Problem to work on
Go through the data below. List every line that holds the word "network".

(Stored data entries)
^^^^^^^^^^^^^^^^

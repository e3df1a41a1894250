//! # Lobby Relay Server Library
//!
//! This library provides the authoritative relay for the multiplayer lobby.
//! It accepts TCP connections from Game Clients, tracks who is connected and
//! who is ready, starts the match once everyone is ready, and relays
//! Position and Attack updates between clients at a bounded rate.
//!
//! Rendering, input, physics and combat resolution all stay on the clients;
//! the relay never interprets an update beyond validating its fields.
//!
//! ## Architecture
//!
//! ### Single Owning Dispatcher
//! All relay state (the session registry, the match gate and the rate
//! limiter) belongs to one dispatcher task. Connection tasks never touch it;
//! they forward decoded lines through a single channel, so commands from all
//! clients are applied one at a time in arrival order and no locking is
//! needed.
//!
//! ### Per-Connection Tasks
//! Each accepted socket is split into a reader, which frames incoming bytes
//! into lines, and a writer, which drains a per-session outbound queue.
//! Broadcasting only queues lines, so a slow or dead peer cannot stall the
//! dispatcher or other sessions. When either half fails the session is
//! removed and its socket closed.
//!
//! ### Rate-Limited Relay
//! Position and Attack relays, and the spawn positions sent at match start,
//! pass through a rate limiter. By default one timestamp is shared by all
//! clients and both kinds; per-session and per-session-and-kind scopes are
//! available through configuration.
//!
//! ## Module Organization
//!
//! - `config`: layered configuration (defaults, TOML file, CLI)
//! - `session_registry`: per-connection session records and their registry
//! - `match_gate`: one-shot readiness gate
//! - `rate_limiter`: broadcast pacing
//! - `broadcaster`: fan-out with per-recipient failure isolation
//! - `inbound`: events from connection tasks to the dispatcher
//! - `dispatcher`: the single consumer applying commands
//! - `connection`: per-connection read and write loops
//! - `network`: listener and task wiring
//!
//! ## Usage Example
//!
//! ```rust,no_run
//! use server::config::RelayConfig;
//! use server::network::Server;
//!
//! #[tokio::main]
//! async fn main() -> Result<(), Box<dyn std::error::Error>> {
//!     // Listens on 0.0.0.0:5000 with a 200ms global broadcast interval
//!     let server = Server::bind(RelayConfig::default()).await?;
//!     server.run().await?;
//!     Ok(())
//! }
//! ```

pub mod broadcaster;
pub mod config;
pub mod connection;
pub mod dispatcher;
pub mod error;
pub mod inbound;
pub mod match_gate;
pub mod network;
pub mod rate_limiter;
pub mod session_registry;
//! Group readiness gate for match start

use crate::session_registry::SessionRegistry;

/// Fires once, the first time every registered session is ready
///
/// There is no reset: once the match has started, later `Ready` commands
/// and later joiners never fire it again.
#[derive(Debug, Default)]
pub struct MatchGate {
    started: bool,
}

impl MatchGate {
    pub fn new() -> Self {
        Self::default()
    }

    /// Returns true exactly on the evaluation that opens the gate
    pub fn evaluate(&mut self, registry: &SessionRegistry) -> bool {
        if self.started || !registry.all_ready() {
            return false;
        }
        self.started = true;
        true
    }

    pub fn has_started(&self) -> bool {
        self.started
    }
}
// Licensed to the Apache Software Foundation (ASF) under one
// or more contributor license agreements.  See the NOTICE file
// distributed with this work for additional information
// regarding copyright ownership.  The ASF licenses this file
// to you under the Apache License, Version 2.0 (the
// "License"); you may not use this file except in compliance
// with the License.  You may obtain a copy of the License at
//
//   http://www.apache.org/licenses/LICENSE-2.0
//
// Unless required by applicable law or agreed to in writing,
// software distributed under the License is distributed on an
// "AS IS" BASIS, WITHOUT WARRANTIES OR CONDITIONS OF ANY
// KIND, either express or implied.  See the License for the
// specific language governing permissions and limitations
// under the License.

//! Time related utils.

use chrono::Utc;

/// DateTime is the alias for `chrono::DateTime<Utc>`.
pub type DateTime = chrono::DateTime<Utc>;

/// Create datetime of now.
pub fn now() -> DateTime {
    Utc::now()
}

/// Format time into date: `20220301`
pub fn format_date(t: DateTime) -> String {
    t.format("%Y%m%d").to_string()
}

/// Format time into ISO8601 basic format: `20220313T072004Z`
///
/// This is the layout of the `X-Amz-Date` header.
pub fn format_iso8601(t: DateTime) -> String {
    t.format("%Y%m%dT%H%M%SZ").to_string()
}

#[cfg(test)]
mod tests {
    use super::*;
    use chrono::TimeZone;

    #[test]
    fn test_format() {
        let t = Utc
            .with_ymd_and_hms(2022, 3, 13, 7, 20, 4)
            .single()
            .expect("time must be valid");

        assert_eq!(format_date(t), "20220313");
        assert_eq!(format_iso8601(t), "20220313T072004Z");
    }
}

^^^^^^^^^^^^^^^^

Answer space
//! - `network`: listener and task wiring
//! use server::network::Server;
pub mod network;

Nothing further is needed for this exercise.